Data records
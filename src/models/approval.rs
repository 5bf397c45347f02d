use chrono::{DateTime, Utc};
use serde::{Deserialize, Serialize};
use serde_json::Value;
use uuid::Uuid;

/// Category of a decision checkpoint. Informational only — the state machine
/// treats every kind identically.
#[derive(Debug, Clone, Copy, PartialEq, Eq, Hash, Serialize, Deserialize)]
#[serde(rename_all = "snake_case")]
pub enum ApprovalKind {
    PlanApproval,
    DataValidation,
    FinalArtifact,
    Generic,
}

#[derive(Debug, Clone, Copy, PartialEq, Eq, Hash, Serialize, Deserialize)]
#[serde(rename_all = "snake_case")]
pub enum ApprovalStatus {
    Pending,
    Approved,
    Rejected,
    TimedOut,
    Cancelled,
}

impl ApprovalStatus {
    /// Every status except `Pending` is terminal: no outgoing transitions.
    pub fn is_terminal(&self) -> bool {
        !matches!(self, ApprovalStatus::Pending)
    }

    pub fn as_str(&self) -> &'static str {
        match self {
            ApprovalStatus::Pending => "pending",
            ApprovalStatus::Approved => "approved",
            ApprovalStatus::Rejected => "rejected",
            ApprovalStatus::TimedOut => "timed_out",
            ApprovalStatus::Cancelled => "cancelled",
        }
    }
}

/// Display ordering hint for reviewers. No engine semantics.
#[derive(Debug, Clone, Copy, Default, PartialEq, Eq, Serialize, Deserialize)]
#[serde(rename_all = "snake_case")]
pub enum Priority {
    Low,
    #[default]
    Medium,
    High,
    Critical,
}

/// One persisted decision checkpoint.
#[derive(Debug, Clone, Serialize, Deserialize)]
pub struct ApprovalRequest {
    pub id: Uuid,
    pub kind: ApprovalKind,
    pub title: String,
    pub content: String,
    /// Structured context supplied by the producer. Opaque to the engine.
    pub context: Value,
    /// Owner tag of the submitting producer (used for list filtering).
    pub requested_by: String,
    pub status: ApprovalStatus,
    pub priority: Priority,
    pub created_at: DateTime<Utc>,
    pub deadline: DateTime<Utc>,
    pub decided_at: Option<DateTime<Utc>>,
    pub decided_by: Option<String>,
    pub rejection_reason: Option<String>,
    /// 0 for the original submission, incremented per resubmission.
    pub revision_index: u32,
    /// Links a resubmission to the rejected request it revises.
    pub parent_id: Option<Uuid>,
}

/// Parameters for a new checkpoint submission.
#[derive(Debug, Clone)]
pub struct NewApproval {
    pub kind: ApprovalKind,
    pub title: String,
    pub content: String,
    pub context: Value,
    pub requested_by: String,
    pub priority: Priority,
    /// Falls back to the policy default when `None`.
    pub timeout: Option<std::time::Duration>,
    pub revision_index: u32,
    pub parent_id: Option<Uuid>,
}

impl NewApproval {
    pub fn new(
        kind: ApprovalKind,
        title: impl Into<String>,
        content: impl Into<String>,
        requested_by: impl Into<String>,
    ) -> Self {
        Self {
            kind,
            title: title.into(),
            content: content.into(),
            context: Value::Null,
            requested_by: requested_by.into(),
            priority: Priority::default(),
            timeout: None,
            revision_index: 0,
            parent_id: None,
        }
    }

    pub fn context(mut self, context: Value) -> Self {
        self.context = context;
        self
    }

    pub fn priority(mut self, priority: Priority) -> Self {
        self.priority = priority;
        self
    }

    pub fn timeout(mut self, timeout: std::time::Duration) -> Self {
        self.timeout = Some(timeout);
        self
    }
}

/// A human's verdict, as submitted through the decision endpoint.
#[derive(Debug, Clone, Copy, PartialEq, Eq, Serialize, Deserialize)]
#[serde(rename_all = "lowercase")]
pub enum Decision {
    Approve,
    Reject,
}

/// Target of a store transition. `decided_by`/`reason` exist only on the
/// variants reached through an explicit decision, so a timed-out or cancelled
/// record can never carry a decider.
#[derive(Debug, Clone)]
pub enum Disposition {
    Approved { decided_by: String },
    Rejected { decided_by: String, reason: Option<String> },
    TimedOut,
    Cancelled,
}

impl Disposition {
    pub fn status(&self) -> ApprovalStatus {
        match self {
            Disposition::Approved { .. } => ApprovalStatus::Approved,
            Disposition::Rejected { .. } => ApprovalStatus::Rejected,
            Disposition::TimedOut => ApprovalStatus::TimedOut,
            Disposition::Cancelled => ApprovalStatus::Cancelled,
        }
    }
}

/// Terminal outcome observed by a waiting producer.
#[derive(Debug, Clone, PartialEq, Eq)]
pub enum DecisionOutcome {
    Approved { decided_by: String },
    Rejected { decided_by: String, reason: Option<String> },
    TimedOut,
    Cancelled,
}

impl DecisionOutcome {
    /// Maps a terminal record to its outcome; `None` while still pending.
    pub fn from_record(record: &ApprovalRequest) -> Option<Self> {
        match record.status {
            ApprovalStatus::Pending => None,
            ApprovalStatus::Approved => Some(DecisionOutcome::Approved {
                decided_by: record.decided_by.clone().unwrap_or_default(),
            }),
            ApprovalStatus::Rejected => Some(DecisionOutcome::Rejected {
                decided_by: record.decided_by.clone().unwrap_or_default(),
                reason: record.rejection_reason.clone(),
            }),
            ApprovalStatus::TimedOut => Some(DecisionOutcome::TimedOut),
            ApprovalStatus::Cancelled => Some(DecisionOutcome::Cancelled),
        }
    }
}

Problem requirements
Retype everything in the material above exactly.

Problem solution
filename src/models/approval.rs
repository 5bf397c45347f02d
use chrono::{DateTime, Utc};
use serde::{Deserialize, Serialize};
use serde_json::Value;
use uuid::Uuid;

/// Category of a decision checkpoint. Informational only — the state machine
/// treats every kind identically.
#[derive(Debug, Clone, Copy, PartialEq, Eq, Hash, Serialize, Deserialize)]
#[serde(rename_all = "snake_case")]
pub enum ApprovalKind {
    PlanApproval,
    DataValidation,
    FinalArtifact,
    Generic,
}

#[derive(Debug, Clone, Copy, PartialEq, Eq, Hash, Serialize, Deserialize)]
#[serde(rename_all = "snake_case")]
pub enum ApprovalStatus {
    Pending,
    Approved,
    Rejected,
    TimedOut,
    Cancelled,
}

impl ApprovalStatus {
    /// Every status except `Pending` is terminal: no outgoing transitions.
    pub fn is_terminal(&self) -> bool {
        !matches!(self, ApprovalStatus::Pending)
    }

    pub fn as_str(&self) -> &'static str {
        match self {
            ApprovalStatus::Pending => "pending",
            ApprovalStatus::Approved => "approved",
            ApprovalStatus::Rejected => "rejected",
            ApprovalStatus::TimedOut => "timed_out",
            ApprovalStatus::Cancelled => "cancelled",
        }
    }
}

/// Display ordering hint for reviewers. No engine semantics.
#[derive(Debug, Clone, Copy, Default, PartialEq, Eq, Serialize, Deserialize)]
#[serde(rename_all = "snake_case")]
pub enum Priority {
    Low,
    #[default]
    Medium,
    High,
    Critical,
}

/// One persisted decision checkpoint.
#[derive(Debug, Clone, Serialize, Deserialize)]
pub struct ApprovalRequest {
    pub id: Uuid,
    pub kind: ApprovalKind,
    pub title: String,
    pub content: String,
    /// Structured context supplied by the producer. Opaque to the engine.
    pub context: Value,
    /// Owner tag of the submitting producer (used for list filtering).
    pub requested_by: String,
    pub status: ApprovalStatus,
    pub priority: Priority,
    pub created_at: DateTime<Utc>,
    pub deadline: DateTime<Utc>,
    pub decided_at: Option<DateTime<Utc>>,
    pub decided_by: Option<String>,
    pub rejection_reason: Option<String>,
    /// 0 for the original submission, incremented per resubmission.
    pub revision_index: u32,
    /// Links a resubmission to the rejected request it revises.
    pub parent_id: Option<Uuid>,
}

/// Parameters for a new checkpoint submission.
#[derive(Debug, Clone)]
pub struct NewApproval {
    pub kind: ApprovalKind,
    pub title: String,
    pub content: String,
    pub context: Value,
    pub requested_by: String,
    pub priority: Priority,
    /// Falls back to the policy default when `None`.
    pub timeout: Option<std::time::Duration>,
    pub revision_index: u32,
    pub parent_id: Option<Uuid>,
}

impl NewApproval {
    pub fn new(
        kind: ApprovalKind,
        title: impl Into<String>,
        content: impl Into<String>,
        requested_by: impl Into<String>,
    ) -> Self {
        Self {
            kind,
            title: title.into(),
            content: content.into(),
            context: Value::Null,
            requested_by: requested_by.into(),
            priority: Priority::default(),
            timeout: None,
            revision_index: 0,
            parent_id: None,
        }
    }

    pub fn context(mut self, context: Value) -> Self {
        self.context = context;
        self
    }

    pub fn priority(mut self, priority: Priority) -> Self {
        self.priority = priority;
        self
    }

    pub fn timeout(mut self, timeout: std::time::Duration) -> Self {
        self.timeout = Some(timeout);
        self
    }
}

/// A human's verdict, as submitted through the decision endpoint.
#[derive(Debug, Clone, Copy, PartialEq, Eq, Serialize, Deserialize)]
#[serde(rename_all = "lowercase")]
pub enum Decision {
    Approve,
    Reject,
}

/// Target of a store transition. `decided_by`/`reason` exist only on the
/// variants reached through an explicit decision, so a timed-out or cancelled
/// record can never carry a decider.
#[derive(Debug, Clone)]
pub enum Disposition {
    Approved { decided_by: String },
    Rejected { decided_by: String, reason: Option<String> },
    TimedOut,
    Cancelled,
}

impl Disposition {
    pub fn status(&self) -> ApprovalStatus {
        match self {
            Disposition::Approved { .. } => ApprovalStatus::Approved,
            Disposition::Rejected { .. } => ApprovalStatus::Rejected,
            Disposition::TimedOut => ApprovalStatus::TimedOut,
            Disposition::Cancelled => ApprovalStatus::Cancelled,
        }
    }
}

/// Terminal outcome observed by a waiting producer.
#[derive(Debug, Clone, PartialEq, Eq)]
pub enum DecisionOutcome {
    Approved { decided_by: String },
    Rejected { decided_by: String, reason: Option<String> },
    TimedOut,
    Cancelled,
}

impl DecisionOutcome {
    /// Maps a terminal record to its outcome; `None` while still pending.
    pub fn from_record(record: &ApprovalRequest) -> Option<Self> {
        match record.status {
            ApprovalStatus::Pending => None,
            ApprovalStatus::Approved => Some(DecisionOutcome::Approved {
                decided_by: record.decided_by.clone().unwrap_or_default(),
            }),
            ApprovalStatus::Rejected => Some(DecisionOutcome::Rejected {
                decided_by: record.decided_by.clone().unwrap_or_default(),
                reason: record.rejection_reason.clone(),
            }),
            ApprovalStatus::TimedOut => Some(DecisionOutcome::TimedOut),
            ApprovalStatus::Cancelled => Some(DecisionOutcome::Cancelled),
        }
    }
}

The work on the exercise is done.